Advertising campaign by Burger King

Whopper Sacrifice was an advertising campaign developed by Crispin Porter + Bogusky for Burger King, launched on Facebook in January 2009. The campaign's Facebook page would award users a coupon for a free Whopper after unfriending 10 of their Facebook friends. Sacrifices were made known via posts reading, “(Participant) sacrificed (victim) for a free Whopper,” and unfriended users would be sent a notification informing them they had been sacrificed. Facebook typically does not notify users when they are unfriended, out of privacy concerns, so the latter feature eventually prompted Facebook to disable the promotion 10 days after it had launched.

== Campaign ==
Whopper Sacrifice was developed following the success of other campaigns Crispin Porter + Bogusky had created for the 50th anniversary of the Whopper sandwich in 2007 and 2008, namely the Whopper Freakout and Whopper Virgins campaigns. The advertising agency already had 25,000 coupons for free Whoppers from another ongoing promotion and developed the concept to make use of the surplus. After the concept was approved by Burger King, the web application for the promotion was developed in-house by Crispin in late 2008, before launching early January 2009.

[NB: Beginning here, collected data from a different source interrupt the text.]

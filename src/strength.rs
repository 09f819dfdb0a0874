use serde::{Deserialize, Serialize};

use crate::league_baseline::{LeagueBaseline, StandingsRow};

pub const LAMBDA_MIN: f64 = 0.25;
pub const LAMBDA_MAX: f64 = 3.80;
pub const DEFAULT_HOME_ADVANTAGE: f64 = 1.12;

// exp(0.25) per 400 Elo points, bounded so ratings never dominate the goal rates.
const ELO_GOAL_SCALE: f64 = 0.25;
const ELO_FACTOR_MIN: f64 = 0.75;
const ELO_FACTOR_MAX: f64 = 1.33;
// Matches needed before a team's own rates are trusted fully.
const FULL_TRUST_GAMES: f64 = 8.0;

#[derive(Debug, Clone, Copy, PartialEq, Eq, Serialize, Deserialize)]
#[serde(rename_all = "snake_case")]
pub enum Venue {
    Home,
    Away,
}

#[derive(Debug, Clone, PartialEq, Serialize, Deserialize)]
pub struct TeamStrength {
    pub team_id: u32,
    pub name: String,
    pub attack: f64,
    pub defense: f64,
    pub lambda: f64,
    pub attack_z: f64,
    pub elo: f64,
    pub elo_delta: f64,
    pub notes: Vec<String>,
}

impl TeamStrength {
    /// Copy with a rescaled lambda and an extra note.
    pub fn scaled(&self, factor: f64, note: impl Into<String>) -> Self {
        let mut out = self.clone();
        out.lambda = clamp_lambda(self.lambda * factor);
        out.notes.push(note.into());
        out
    }

    pub fn with_lambda(&self, lambda: f64) -> Self {
        let mut out = self.clone();
        out.lambda = clamp_lambda(lambda);
        out
    }
}

/// Inputs describing one side of a fixture.
#[derive(Debug, Clone, Copy)]
pub struct SideInputs<'a> {
    pub team_id: u32,
    pub name: &'a str,
    pub standings: Option<&'a StandingsRow>,
    pub elo: f64,
}

pub fn clamp_lambda(v: f64) -> f64 {
    if v.is_finite() {
        v.clamp(LAMBDA_MIN, LAMBDA_MAX)
    } else {
        LAMBDA_MIN
    }
}

pub fn elo_goal_factor(elo_delta: f64) -> f64 {
    if !elo_delta.is_finite() {
        return 1.0;
    }
    (ELO_GOAL_SCALE * elo_delta / 400.0)
        .exp()
        .clamp(ELO_FACTOR_MIN, ELO_FACTOR_MAX)
}

/// Goals scored/conceded per match, shrunk toward the league average for short samples.
pub fn team_rates(row: Option<&StandingsRow>, baseline: &LeagueBaseline) -> (f64, f64, f64) {
    let Some(row) = row else {
        return (baseline.avg_attack, baseline.avg_defense, 0.0);
    };
    let (Some(attack), Some(defense)) = (row.attack_rate(), row.defense_rate()) else {
        return (baseline.avg_attack, baseline.avg_defense, 0.0);
    };
    let w = (row.played as f64 / FULL_TRUST_GAMES).clamp(0.0, 1.0);
    (
        w * attack + (1.0 - w) * baseline.avg_attack,
        w * defense + (1.0 - w) * baseline.avg_defense,
        w,
    )
}

pub fn compute_team_strength(
    side: SideInputs<'_>,
    opponent: SideInputs<'_>,
    baseline: &LeagueBaseline,
    venue: Venue,
    home_advantage: f64,
) -> TeamStrength {
    let mut notes = Vec::new();

    let (attack, defense, trust) = team_rates(side.standings, baseline);
    if side.standings.is_none() {
        notes.push("no standings row, league averages used".to_string());
    } else if trust < 1.0 {
        notes.push(format!(
            "short sample, rates blended {:.0}% toward league average",
            (1.0 - trust) * 100.0
        ));
    }
    let (_, opp_defense, _) = team_rates(opponent.standings, baseline);

    let avg_defense = baseline.avg_defense.max(0.05);
    let mut lambda = attack * (opp_defense / avg_defense);

    if venue == Venue::Home {
        let home_advantage = if home_advantage.is_finite() {
            home_advantage.max(1.0)
        } else {
            DEFAULT_HOME_ADVANTAGE
        };
        lambda *= home_advantage;
        notes.push(format!("home advantage x{home_advantage:.2}"));
    }

    let elo_delta = side.elo - opponent.elo;
    let elo_factor = elo_goal_factor(elo_delta);
    lambda *= elo_factor;
    if (elo_factor - 1.0).abs() > 1e-3 {
        notes.push(format!("elo {elo_delta:+.0} vs opponent x{elo_factor:.3}"));
    }

    let clamped = clamp_lambda(lambda);
    if (clamped - lambda).abs() > 1e-12 {
        notes.push(format!("lambda {lambda:.2} clamped to {clamped:.2}"));
    }

    TeamStrength {
        team_id: side.team_id,
        name: side.name.to_string(),
        attack,
        defense,
        lambda: clamped,
        attack_z: baseline.attack_z(attack),
        elo: side.elo,
        elo_delta,
        notes,
    }
}

/// Home and away strengths for one fixture.
pub fn compute_strength_pair(
    home: SideInputs<'_>,
    away: SideInputs<'_>,
    baseline: &LeagueBaseline,
    home_advantage: f64,
) -> (TeamStrength, TeamStrength) {
    (
        compute_team_strength(home, away, baseline, Venue::Home, home_advantage),
        compute_team_strength(away, home, baseline, Venue::Away, home_advantage),
    )
}

pub fn find_standing(standings: &[StandingsRow], team_id: u32) -> Option<&StandingsRow> {
    standings.iter().find(|r| r.team_id == team_id)
}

According to Crispin, the page received 35 million media impressions, with over 233,000 "sacrifices", corresponding to over 23,000 coupons awarded, during its 10-day lifespan. The web application showed graphics of users' sacrificed friends' profile pictures being burned, with the text "YOU LIKE (user), YOU *LOVE* THE WHOPPER" overlaid.

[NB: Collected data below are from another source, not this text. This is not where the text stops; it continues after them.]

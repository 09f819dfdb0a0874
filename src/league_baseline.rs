use serde::{Deserialize, Serialize};

// Per-team goal rate used when a league has no usable standings.
pub const DEFAULT_GOALS_PER_TEAM: f64 = 1.35;
pub const DEFAULT_RATE_STDDEV: f64 = 0.35;
const MIN_RATE_STDDEV: f64 = 0.05;

/// One row of a standings table as supplied by the fixtures provider.
#[derive(Debug, Clone, PartialEq, Serialize, Deserialize)]
pub struct StandingsRow {
    pub team_id: u32,
    #[serde(default)]
    pub name: String,
    pub played: u32,
    pub goals_for: u32,
    pub goals_against: u32,
    #[serde(default)]
    pub points: u32,
    #[serde(default)]
    pub rank: u32,
}

impl StandingsRow {
    pub fn attack_rate(&self) -> Option<f64> {
        (self.played > 0).then(|| self.goals_for as f64 / self.played as f64)
    }

    pub fn defense_rate(&self) -> Option<f64> {
        (self.played > 0).then(|| self.goals_against as f64 / self.played as f64)
    }
}

#[derive(Debug, Clone, Copy, PartialEq, Serialize, Deserialize)]
pub struct LeagueBaseline {
    pub teams: usize,
    pub avg_attack: f64,
    pub avg_defense: f64,
    pub std_attack: f64,
    pub std_defense: f64,
}

impl Default for LeagueBaseline {
    fn default() -> Self {
        Self {
            teams: 0,
            avg_attack: DEFAULT_GOALS_PER_TEAM,
            avg_defense: DEFAULT_GOALS_PER_TEAM,
            std_attack: DEFAULT_RATE_STDDEV,
            std_defense: DEFAULT_RATE_STDDEV,
        }
    }
}

impl LeagueBaseline {
    pub fn attack_z(&self, attack_rate: f64) -> f64 {
        (attack_rate - self.avg_attack) / self.std_attack.max(MIN_RATE_STDDEV)
    }
}

pub fn compute_league_baseline(standings: &[StandingsRow]) -> LeagueBaseline {
    let attack: Vec<f64> = standings.iter().filter_map(|r| r.attack_rate()).collect();
    let defense: Vec<f64> = standings.iter().filter_map(|r| r.defense_rate()).collect();

    let mut out = LeagueBaseline::default();
    out.teams = attack.len();
    if attack.is_empty() {
        return out;
    }

    let (avg_attack, std_attack) = mean_std(&attack);
    let (avg_defense, std_defense) = mean_std(&defense);
    if avg_attack > 0.0 {
        out.avg_attack = avg_attack;
    }
    if avg_defense > 0.0 {
        out.avg_defense = avg_defense;
    }
    // A single team carries no dispersion information.
    if attack.len() >= 2 {
        out.std_attack = std_attack.max(MIN_RATE_STDDEV);
        out.std_defense = std_defense.max(MIN_RATE_STDDEV);
    }
    out
}

fn mean_std(values: &[f64]) -> (f64, f64) {
    if values.is_empty() {
        return (0.0, 0.0);
    }
    let n = values.len() as f64;
    let mean = values.iter().sum::<f64>() / n;
    let var = values.iter().map(|v| (v - mean).powi(2)).sum::<f64>() / n;
    (mean, var.sqrt())
}

#[cfg(test)]
mod tests {
    use super::*;

    fn row(team_id: u32, played: u32, gf: u32, ga: u32) -> StandingsRow {
        StandingsRow {
            team_id,
            name: format!("T{team_id}"),
            played,
            goals_for: gf,
            goals_against: ga,
            points: 0,
            rank: team_id,
        }
    }

    #[test]
    fn empty_standings_use_defaults() {
        let b = compute_league_baseline(&[]);
        assert_eq!(b, LeagueBaseline::default());
    }

    #[test]
    fn averages_and_dispersion() {
        let b = compute_league_baseline(&[row(1, 10, 20, 10), row(2, 10, 10, 20)]);
        assert_eq!(b.teams, 2);
        assert!((b.avg_attack - 1.5).abs() < 1e-12);
        assert!((b.avg_defense - 1.5).abs() < 1e-12);
        assert!((b.std_attack - 0.5).abs() < 1e-12);
        assert!((b.attack_z(2.0) - 1.0).abs() < 1e-12);
    }

    #[test]
    fn unplayed_rows_are_ignored() {
        let b = compute_league_baseline(&[row(1, 0, 0, 0), row(2, 4, 4, 8)]);
        assert_eq!(b.teams, 1);
        assert!((b.avg_attack - 1.0).abs() < 1e-12);
        assert_eq!(b.std_attack, DEFAULT_RATE_STDDEV);
    }
}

During its runtime, Crispin managers say they received repeated requests from Facebook to change the application so that it no longer sent notifications to "sacrificed" users, but chose to ignore these requests until Facebook sent a cease and desist. By the time it was filed, over 23,000 of the 25,000 free coupons had been awarded, and Crispin estimates the promotion would have been shut down soon regardless out of a shortage of coupons. Despite this, in an effort to receive greater media publicity, Crispin framed Facebook's decision as the primary cause of the end of the promotion, writing on the campaign's website "WHOPPER SACRIFICE HAS BEEN SACRIFICED."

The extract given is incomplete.